//! Control WLED LED strips over UDP.
//!
//! The crate is built around a small display engine:
//! - [`leds`]: sparse LED color sets and the range-spec mini-language
//! - [`shader`]: per-LED transition shaders (fill, fade, color train)
//! - [`display`]: double-buffered frame composition and the flush loop
//!
//! Around it sit the pieces the `wledctl` binary uses: YAML scheme
//! configuration, scheduled loops, a raw stdin relay, and signal handling
//! for clean shutdown.

pub mod color;
pub mod config;
pub mod display;
pub mod leds;
pub mod loops;
pub mod shader;
pub mod stream;

pub use color::{Color, ColorError};
pub use config::{Config, ConfigError};
pub use display::{Display, DisplayError, DisplayOptions, UdpSink};
pub use leds::{LedIndex, LedSet, Protocol, parse_led_range};
pub use shader::{Effect, Shader, ShaderError, ShaderStep};

use std::sync::Arc;
use std::sync::atomic::{AtomicBool, Ordering};

// ── Signal handling ────────────────────────────────────────────────

/// Set up a Ctrl+C handler that sets `running` to false.
///
/// Long-running modes (loops, the stdin relay) poll the flag between
/// steps, so an interrupted loop still finishes its current flush.
///
/// # Rust concept: Arc and AtomicBool
/// The handler runs on its own thread, so the flag is shared through an
/// `Arc` and read with atomic loads; a lone bool needs no mutex.
pub fn setup_signal_handler() -> Arc<AtomicBool> {
    let running = Arc::new(AtomicBool::new(true));
    let r = running.clone();

    ctrlc::set_handler(move || {
        r.store(false, Ordering::SeqCst);
    })
    .expect("Error setting Ctrl-C handler");

    running
}

/// Check if the main loop should keep running.
pub fn is_running(running: &AtomicBool) -> bool {
    running.load(Ordering::SeqCst)
}

#[cfg(test)]
mod tests {
    use super::*;

    #[test]
    fn is_running_reflects_flag() {
        let running = AtomicBool::new(true);
        assert!(is_running(&running));

        running.store(false, Ordering::SeqCst);
        assert!(!is_running(&running));
    }
}
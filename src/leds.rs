//! Sparse LED color sets, the range-spec mini-language, and the WLED
//! realtime wire encoding.
//!
//! A range spec is a comma-separated list of `index@color` subranges:
//!
//! | Index part | Meaning                                          |
//! |------------|--------------------------------------------------|
//! | `*`        | every LED not otherwise set (wildcard)           |
//! | `N`        | the single LED `N`                               |
//! | `N:M`      | LEDs `N` up to but excluding `M`                 |
//! | `N:M/R`    | the same range, every `R`th LED                  |
//! | `N:M/*`    | the same range, stepped by the animation frames  |
//!
//! A subrange without `@` is a bare color applied to the wildcard, and
//! the color `-` means "unset" (transparent black).

use crate::color::{Color, ColorError};
use std::collections::BTreeMap;
use std::fmt;
use std::str::FromStr;
use thiserror::Error;

// ── Index ──────────────────────────────────────────────────────────

/// Key of an [`LedSet`] entry.
///
/// `Wildcard` sorts after every specific index.
#[derive(Clone, Copy, Debug, PartialEq, Eq, PartialOrd, Ord, Hash)]
pub enum LedIndex {
    Specific(usize),
    Wildcard,
}

// ── LED set ────────────────────────────────────────────────────────

/// Mapping from LED position to color, with an optional wildcard color
/// for every position that is not explicitly present.
#[derive(Clone, Debug, Default, PartialEq, Eq)]
pub struct LedSet {
    leds: BTreeMap<LedIndex, Color>,
}

impl LedSet {
    pub fn new() -> Self {
        Self::default()
    }

    /// A set containing only the wildcard color.
    pub fn wildcard_only(color: Color) -> Self {
        let mut set = Self::new();
        set.set_wildcard(color);
        set
    }

    /// A set with `color` at every index in `0..count`.
    pub fn filled(count: usize, color: Color) -> Self {
        let mut set = Self::new();
        for i in 0..count {
            set.set(i, color);
        }
        set
    }

    pub fn set(&mut self, index: usize, color: Color) {
        self.leds.insert(LedIndex::Specific(index), color);
    }

    pub fn set_wildcard(&mut self, color: Color) {
        self.leds.insert(LedIndex::Wildcard, color);
    }

    /// Whether `key` is constrained by this set.
    ///
    /// An empty set matches everything, and the wildcard key is always a
    /// member; a specific index matches only when it is present.
    pub fn contains(&self, key: LedIndex) -> bool {
        match key {
            _ if self.leds.is_empty() => true,
            LedIndex::Wildcard => true,
            specific => self.leds.contains_key(&specific),
        }
    }

    pub fn has(&self, index: usize) -> bool {
        self.contains(LedIndex::Specific(index))
    }

    /// The effective color at `index`: the explicit color when present and
    /// non-zero, else the non-zero wildcard color.
    pub fn get(&self, index: usize) -> Option<Color> {
        self.color_at(index)
            .filter(|c| !c.is_zero())
            .or_else(|| self.wildcard().filter(|c| !c.is_zero()))
    }

    /// The raw entry stored at `index`, zero colors included.
    pub fn color_at(&self, index: usize) -> Option<Color> {
        self.leds.get(&LedIndex::Specific(index)).copied()
    }

    pub fn wildcard(&self) -> Option<Color> {
        self.leds.get(&LedIndex::Wildcard).copied()
    }

    /// Number of specific (non-wildcard) entries.
    pub fn led_count(&self) -> usize {
        self.leds.len() - usize::from(self.leds.contains_key(&LedIndex::Wildcard))
    }

    pub fn is_empty(&self) -> bool {
        self.leds.is_empty()
    }

    pub fn iter(&self) -> impl Iterator<Item = (LedIndex, Color)> + '_ {
        self.leds.iter().map(|(i, c)| (*i, *c))
    }

    /// Encode as a realtime packet: protocol byte, timeout byte, then
    /// `index, r, g, b` for every position in `0..led_count()`.
    ///
    /// Positions that are missing, or zero when `skip_zero` is set, are
    /// left as four zero bytes. The index byte is truncated to `u8`, so
    /// strips longer than 256 LEDs wrap.
    pub fn bytes(&self, proto: Protocol, timeout: u8, skip_zero: bool) -> Vec<u8> {
        let count = self.led_count();
        let mut buf = Vec::with_capacity(2 + count * 4);

        buf.push(proto.into());
        buf.push(timeout);

        for i in 0..count {
            match self.color_at(i) {
                Some(c) if !(skip_zero && c.is_zero()) => {
                    let (r, g, b, _) = c.rgba255();
                    buf.extend_from_slice(&[i as u8, r, g, b]);
                }
                _ => buf.extend_from_slice(&[0; 4]),
            }
        }

        buf
    }
}

// ── Range-spec parsing ─────────────────────────────────────────────

/// Parse a range spec into an [`LedSet`].
///
/// `frames` is the step used by `/*`. Numeric tokens that fail to parse
/// count as zero; a malformed color aborts the whole parse. A wildcard
/// subrange discards everything parsed so far and ends the parse.
pub fn parse_led_range(rangespec: &str, frames: usize) -> Result<LedSet, ColorError> {
    let mut leds = LedSet::new();

    for subrange in rangespec.trim().split(',') {
        let subrange = subrange.trim();
        let (idxspec, mut colorspec) = split_pair(subrange, '@');
        let (mut index, rpt) = split_pair(idxspec, '/');

        if colorspec.is_empty() {
            colorspec = subrange;
            index = "*";
        }

        let color = match colorspec {
            "" => continue,
            "-" => Color::ZERO,
            literal => Color::parse(literal)?,
        };

        if index == "*" {
            return Ok(LedSet::wildcard_only(color));
        }

        let (start, end) = split_pair(index, ':');

        if start.is_empty() {
            continue;
        }

        let start = coerce_index(start);

        if end.is_empty() {
            leds.set(start, color);
            continue;
        }

        let step = match rpt {
            "*" => frames,
            n => coerce_index(n),
        }
        .max(1);

        for i in (start..coerce_index(end)).step_by(step) {
            leds.set(i, color);
        }
    }

    Ok(leds)
}

/// Split on the first `sep`, trimming both halves. The second half is
/// empty when `sep` is absent.
fn split_pair(s: &str, sep: char) -> (&str, &str) {
    match s.split_once(sep) {
        Some((a, b)) => (a.trim(), b.trim()),
        None => (s.trim(), ""),
    }
}

/// Lenient integer coercion: fractional values truncate, anything
/// unparseable or negative is zero.
fn coerce_index(token: &str) -> usize {
    token.parse::<usize>().unwrap_or_else(|_| {
        token
            .parse::<f64>()
            .ok()
            .filter(|v| v.is_finite() && *v > 0.0)
            .map_or(0, |v| v as usize)
    })
}

// ── Protocol ───────────────────────────────────────────────────────

#[derive(Debug, Error, PartialEq, Eq)]
pub enum ProtocolError {
    #[error("unknown protocol {0:?}")]
    Unknown(String),
}

/// WLED realtime protocol tag, sent as the first byte of every packet.
#[derive(Clone, Copy, Debug, Default, PartialEq, Eq)]
#[repr(u8)]
pub enum Protocol {
    Notify = 0x0,
    #[default]
    Warls = 0x1,
    Drgb = 0x2,
    Drgbw = 0x3,
    Dnrgb = 0x4,
}

impl From<Protocol> for u8 {
    fn from(p: Protocol) -> u8 {
        p as u8
    }
}

impl FromStr for Protocol {
    type Err = ProtocolError;

    fn from_str(s: &str) -> Result<Self, Self::Err> {
        match s.trim().to_ascii_lowercase().as_str() {
            "warls" | "1" => Ok(Protocol::Warls),
            "drgb" | "2" => Ok(Protocol::Drgb),
            "drgbw" | "3" => Ok(Protocol::Drgbw),
            "dnrgb" | "4" => Ok(Protocol::Dnrgb),
            "notify" | "0" | "5" => Ok(Protocol::Notify),
            _ => Err(ProtocolError::Unknown(s.to_string())),
        }
    }
}

impl fmt::Display for Protocol {
    fn fmt(&self, f: &mut fmt::Formatter<'_>) -> fmt::Result {
        let name = match self {
            Protocol::Notify => "notify",
            Protocol::Warls => "warls",
            Protocol::Drgb => "drgb",
            Protocol::Drgbw => "drgbw",
            Protocol::Dnrgb => "dnrgb",
        };
        f.write_str(name)
    }
}
//! wledctl: command line controller for WLED LED strips over UDP.
//!
//! ## Usage
//! ```sh
//! # paint LEDs 0-29 orange and the rest of the strip blue
//! wledctl -n 60 '0:30@orange,*@blue'
//!
//! # fade through three stages over five seconds
//! wledctl -x fade -d 5s red '0:60/2@green' blue
//!
//! # show schemes from the config file, or run a named loop
//! wledctl -s sunset
//! wledctl -l evening
//!
//! # relay raw RGB triples from stdin
//! some-visualizer | wledctl -
//! ```

use clap::Parser;
use std::io;
use std::path::PathBuf;
use std::process::ExitCode;
use std::time::Duration;
use tracing_subscriber::EnvFilter;
use wledctl::config::default_config_path;
use wledctl::loops::run_loop;
use wledctl::stream::{RelayOptions, relay};
use wledctl::{Config, Display, DisplayOptions, Protocol, UdpSink, setup_signal_handler};

/// Command line utility for controlling LED strips running WLED over UDP
#[derive(Parser)]
#[command(name = "wledctl")]
#[command(version)]
struct Args {
    /// Level of log output verbosity
    #[arg(short = 'L', long, env = "LOGLEVEL", default_value = "info")]
    log_level: String,

    /// The WLED IP[:PORT] to communicate with
    #[arg(short, long, env = "WLEDCTL_HOST", default_value = "127.0.0.1:21324")]
    address: String,

    /// The number of LEDs being addressed
    #[arg(short = 'n', long, env = "WLEDCTL_LED_COUNT", default_value_t = 60)]
    led_count: usize,

    /// WLED protocol: warls (1), drgb (2), drgbw (3), dnrgb (4), notify (0)
    #[arg(short, long, env = "WLEDCTL_PROTOCOL", default_value = "warls")]
    protocol: Protocol,

    /// Seconds to wait before the device resumes normal light mode (255 = never)
    #[arg(short, long, default_value_t = 255)]
    timeout: u8,

    /// Interval between animation frames
    #[arg(short, long, default_value = "100ms", value_parser = humantime::parse_duration)]
    interval: Duration,

    /// Length of animated transitions
    #[arg(short, long, default_value = "3s", value_parser = humantime::parse_duration)]
    duration: Duration,

    /// Transition effect: fill, fade, colortrain
    #[arg(short = 'x', long)]
    effect: Option<String>,

    /// Turn off LEDs the effect leaves black instead of leaving them untouched
    #[arg(short = 'C', long)]
    clear_first: bool,

    /// Rotate the strip by this many LEDs
    #[arg(short, long, default_value_t = 0)]
    offset: usize,

    /// Path to the YAML config file holding schemes and loops
    #[arg(short, long)]
    config: Option<PathBuf>,

    /// Named scheme from the config file to show (repeatable)
    #[arg(short, long = "scheme")]
    schemes: Vec<String>,

    /// Named loop from the config file to run
    #[arg(short, long = "loop")]
    loop_name: Option<String>,

    /// Range specs, one transition stage each; `-` relays RGB from stdin
    specs: Vec<String>,
}

fn main() -> ExitCode {
    let args = Args::parse();
    init_tracing(&args.log_level);

    match run(args) {
        Ok(()) => ExitCode::SUCCESS,
        Err(e) => {
            tracing::error!("{e}");
            ExitCode::FAILURE
        }
    }
}

fn init_tracing(level: &str) {
    let filter = EnvFilter::try_new(level).unwrap_or_else(|_| EnvFilter::new("info"));

    tracing_subscriber::fmt()
        .with_env_filter(filter)
        .with_target(false)
        .with_writer(io::stderr)
        .compact()
        .init();
}

fn run(args: Args) -> Result<(), Box<dyn std::error::Error>> {
    let mut sink = UdpSink::connect(args.address.as_str())?;
    let running = setup_signal_handler();

    tracing::info!(
        address = %sink.peer_addr()?,
        leds = args.led_count,
        protocol = %args.protocol,
        "wledctl v{}",
        env!("CARGO_PKG_VERSION")
    );

    if args.specs.first().map(String::as_str) == Some("-") {
        let options = RelayOptions {
            protocol: args.protocol,
            timeout: args.timeout,
            led_count: args.led_count,
            interval: args.interval,
        };
        let sent = relay(io::stdin().lock(), &mut sink, &options, &running)?;
        tracing::info!(packets = sent, "stdin closed");
        return Ok(());
    }

    let options = DisplayOptions {
        frame_interval: args.interval,
        autoclear_timeout: args.timeout,
        transition_duration: args.duration,
        clear_first: args.clear_first,
        offset: args.offset,
        protocol: args.protocol,
        ..DisplayOptions::default()
    };
    let mut display = Display::with_options(sink, args.led_count, options);
    let effect = args.effect.as_deref().unwrap_or("");

    if args.loop_name.is_none() && args.schemes.is_empty() {
        display.set_transition_effect(effect, &args.specs)?;
        display.flush()?;
        return Ok(());
    }

    let path = args.config.unwrap_or_else(default_config_path);
    let config = Config::load(&path)?;
    tracing::debug!(path = %path.display(), schemes = config.schemes.len(), "config loaded");

    match &args.loop_name {
        Some(name) => {
            run_loop(&config, &mut display, name, effect, &running)?;
        }
        None => config.apply_schemes(&mut display, &args.schemes, effect)?,
    }

    Ok(())
}
//! # Feature: Time Parser
//!
//! Turns a two-token expression like `10 min` or `2 hours` into an absolute
//! unix timestamp (seconds).
//!
//! - **Version**: 1.0.0
//! - **Since**: 0.1.0
//! - **Toggleable**: false

use chrono::Utc;

const MINUTE: i64 = 60;
const HOUR: i64 = 60 * MINUTE;
const DAY: i64 = 24 * HOUR;

/// Units understood by the parser. Months and years are fixed-length.
#[derive(Debug, Clone, Copy, PartialEq, Eq)]
pub enum TimeUnit {
    Year,
    Month,
    Hour,
    Minute,
    Second,
}

impl TimeUnit {
    /// Match a unit keyword, ignoring case
    pub fn from_keyword(keyword: &str) -> Option<Self> {
        match keyword.to_lowercase().as_str() {
            "y" | "year" | "years" | "yr" => Some(TimeUnit::Year),
            "mon" | "month" | "months" => Some(TimeUnit::Month),
            "h" | "hr" | "hour" | "hours" => Some(TimeUnit::Hour),
            "m" | "min" | "mins" | "minute" | "minutes" => Some(TimeUnit::Minute),
            "s" | "sec" | "secs" | "second" | "seconds" => Some(TimeUnit::Second),
            _ => None,
        }
    }

    pub fn seconds(self) -> i64 {
        match self {
            TimeUnit::Year => 365 * DAY,
            TimeUnit::Month => 30 * DAY,
            TimeUnit::Hour => HOUR,
            TimeUnit::Minute => MINUTE,
            TimeUnit::Second => 1,
        }
    }
}

/// Parse `text` relative to the current wall clock
pub fn parse_time(text: &str) -> Option<i64> {
    parse_time_from(text, Utc::now().timestamp())
}

/// Parse `text` relative to `now` (unix seconds).
///
/// Returns `None` unless the input is exactly `<integer> <unit>`. Negative
/// counts are accepted and yield an instant in the past.
pub fn parse_time_from(text: &str, now: i64) -> Option<i64> {
    let tokens: Vec<&str> = text.split_whitespace().collect();
    if tokens.len() != 2 {
        return None;
    }

    let count: i64 = tokens[0].parse().ok()?;
    let unit = TimeUnit::from_keyword(tokens[1])?;

    count
        .checked_mul(unit.seconds())
        .and_then(|offset| now.checked_add(offset))
}
//! # Feature: Reminder Scheduler
//!
//! Arms one-shot timers for stored reminders and delivers them when due.
//! The database is authoritative; armed timers are in-memory only and are
//! rebuilt from the store on startup and on every refresh.
//!
//! - **Version**: 1.0.0
//! - **Since**: 0.1.0
//! - **Toggleable**: false

use anyhow::Result;
use chrono::Utc;
use dashmap::mapref::entry::Entry;
use dashmap::DashMap;
use log::{debug, error, info};
use std::sync::Arc;
use std::time::Duration;

use crate::database::Database;
use crate::delivery::Delivery;

/// How often the store is re-scanned
pub const REFRESH_INTERVAL_SECS: u64 = 60;
/// How far ahead of now a refresh arms reminders
pub const LOOKAHEAD_SECS: i64 = 120;

#[derive(Clone)]
pub struct ReminderScheduler {
    database: Database,
    delivery: Arc<dyn Delivery>,
    /// reminder id -> fire time (unix seconds)
    armed: Arc<DashMap<i64, i64>>,
}

impl ReminderScheduler {
    pub fn new(database: Database, delivery: Arc<dyn Delivery>) -> Self {
        ReminderScheduler {
            database,
            delivery,
            armed: Arc::new(DashMap::new()),
        }
    }

    /// Refresh immediately, then every `REFRESH_INTERVAL_SECS`. Never returns.
    pub async fn run(self) {
        info!("Reminder scheduler started");
        let mut interval = tokio::time::interval(Duration::from_secs(REFRESH_INTERVAL_SECS));

        loop {
            interval.tick().await;
            if let Err(e) = self.refresh().await {
                error!("Reminder refresh failed: {e}");
            }
        }
    }

    /// Arm every stored reminder due within the lookahead window that is not
    /// armed yet. Returns how many timers were newly armed.
    pub async fn refresh(&self) -> Result<usize> {
        let horizon = Utc::now().timestamp() + LOOKAHEAD_SECS;
        let due = self.database.due_reminders(horizon).await?;

        let total = due.len();
        let armed = due
            .into_iter()
            .filter(|reminder| self.arm(reminder.id, reminder.due_at))
            .count();

        debug!("Refresh found {total} reminder(s) due by {horizon}, armed {armed}");
        Ok(armed)
    }

    /// Arm a one-shot timer for `reminder_id`. Returns false if one is
    /// already armed. Must be called from within a tokio runtime.
    pub fn arm(&self, reminder_id: i64, due_at: i64) -> bool {
        match self.armed.entry(reminder_id) {
            Entry::Occupied(_) => return false,
            Entry::Vacant(slot) => {
                slot.insert(due_at);
            }
        }

        let delay = (due_at - Utc::now().timestamp()).max(0) as u64;
        debug!("Armed reminder {reminder_id} to fire in {delay}s");

        let database = self.database.clone();
        let delivery = self.delivery.clone();
        let armed = self.armed.clone();
        tokio::spawn(async move {
            tokio::time::sleep(Duration::from_secs(delay)).await;
            Self::fire(&database, delivery.as_ref(), reminder_id).await;
            armed.remove(&reminder_id);
        });

        true
    }

    pub fn is_armed(&self, reminder_id: i64) -> bool {
        self.armed.contains_key(&reminder_id)
    }

    pub fn armed_count(&self) -> usize {
        self.armed.len()
    }

    async fn fire(database: &Database, delivery: &dyn Delivery, reminder_id: i64) {
        let (owner, payload) = match database.take_reminder(reminder_id).await {
            Ok(Some(taken)) => taken,
            Ok(None) => {
                debug!("Reminder {reminder_id} already delivered");
                return;
            }
            Err(e) => {
                error!("Failed to load reminder {reminder_id}: {e}");
                return;
            }
        };

        match delivery.send_message(owner, &payload).await {
            Ok(()) => info!("Delivered reminder {reminder_id} to user {owner}"),
            Err(e) => error!("Failed to deliver reminder {reminder_id} to user {owner}, it is lost: {e}"),
        }
    }
}

#[cfg(test)]
mod tests {
    use super::*;
    use crate::database::UserKey;
    use async_trait::async_trait;
    use tokio::sync::Mutex;

    #[derive(Default)]
    struct RecordingDelivery {
        sent: Mutex<Vec<(UserKey, String)>>,
    }

    #[async_trait]
    impl Delivery for RecordingDelivery {
        async fn send_message(&self, user: UserKey, text: &str) -> Result<()> {
            self.sent.lock().await.push((user, text.to_string()));
            Ok(())
        }
    }

    struct FailingDelivery;

    #[async_trait]
    impl Delivery for FailingDelivery {
        async fn send_message(&self, _user: UserKey, _text: &str) -> Result<()> {
            anyhow::bail!("user unreachable")
        }
    }

    async fn wait_until_disarmed(scheduler: &ReminderScheduler) {
        for _ in 0..100 {
            if scheduler.armed_count() == 0 {
                return;
            }
            tokio::time::sleep(Duration::from_millis(20)).await;
        }
        panic!("timers still armed");
    }

    #[tokio::test]
    async fn test_refresh_only_arms_within_lookahead() {
        let db = Database::new(":memory:").await.unwrap();
        let now = Utc::now().timestamp();
        let soon = db.add_reminder(1, "soon", now + 100).await.unwrap();
        let later = db.add_reminder(1, "later", now + 1000).await.unwrap();

        let scheduler = ReminderScheduler::new(db, Arc::new(RecordingDelivery::default()));
        assert_eq!(scheduler.refresh().await.unwrap(), 1);
        assert!(scheduler.is_armed(soon));
        assert!(!scheduler.is_armed(later));
    }

    #[tokio::test]
    async fn test_refresh_does_not_double_arm() {
        let db = Database::new(":memory:").await.unwrap();
        let now = Utc::now().timestamp();
        db.add_reminder(1, "soon", now + 100).await.unwrap();

        let scheduler = ReminderScheduler::new(db, Arc::new(RecordingDelivery::default()));
        assert_eq!(scheduler.refresh().await.unwrap(), 1);
        assert_eq!(scheduler.refresh().await.unwrap(), 0);
        assert_eq!(scheduler.armed_count(), 1);
    }

    #[tokio::test]
    async fn test_past_due_reminder_fires_and_is_removed() {
        let db = Database::new(":memory:").await.unwrap();
        let now = Utc::now().timestamp();
        db.add_reminder(3, "overdue", now - 500).await.unwrap();

        let delivery = Arc::new(RecordingDelivery::default());
        let scheduler = ReminderScheduler::new(db.clone(), delivery.clone());
        scheduler.refresh().await.unwrap();
        wait_until_disarmed(&scheduler).await;

        assert_eq!(*delivery.sent.lock().await, vec![(3, "overdue".to_string())]);
        assert!(db.due_reminders(i64::MAX).await.unwrap().is_empty());
    }

    #[tokio::test]
    async fn test_timer_for_deleted_reminder_is_noop() {
        let db = Database::new(":memory:").await.unwrap();
        let now = Utc::now().timestamp();
        let id = db.add_reminder(3, "gone", now).await.unwrap();
        db.take_reminder(id).await.unwrap();

        let delivery = Arc::new(RecordingDelivery::default());
        let scheduler = ReminderScheduler::new(db, delivery.clone());
        assert!(scheduler.arm(id, now));
        wait_until_disarmed(&scheduler).await;

        assert!(delivery.sent.lock().await.is_empty());
    }

    #[tokio::test]
    async fn test_failed_delivery_still_consumes_reminder() {
        let db = Database::new(":memory:").await.unwrap();
        let now = Utc::now().timestamp();
        let id = db.add_reminder(3, "lost", now).await.unwrap();

        let scheduler = ReminderScheduler::new(db.clone(), Arc::new(FailingDelivery));
        scheduler.arm(id, now);
        wait_until_disarmed(&scheduler).await;

        assert!(db.due_reminders(i64::MAX).await.unwrap().is_empty());
        assert!(!scheduler.is_armed(id));
    }
}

◆ What needs to be done
Could you copy every line from the records that mentions the word "strips"?

◆ Task answer
//! Control WLED LED strips over UDP.
    /// strips longer than 256 LEDs wrap.
//! wledctl: command line controller for WLED LED strips over UDP.
/// Command line utility for controlling LED strips running WLED over UDP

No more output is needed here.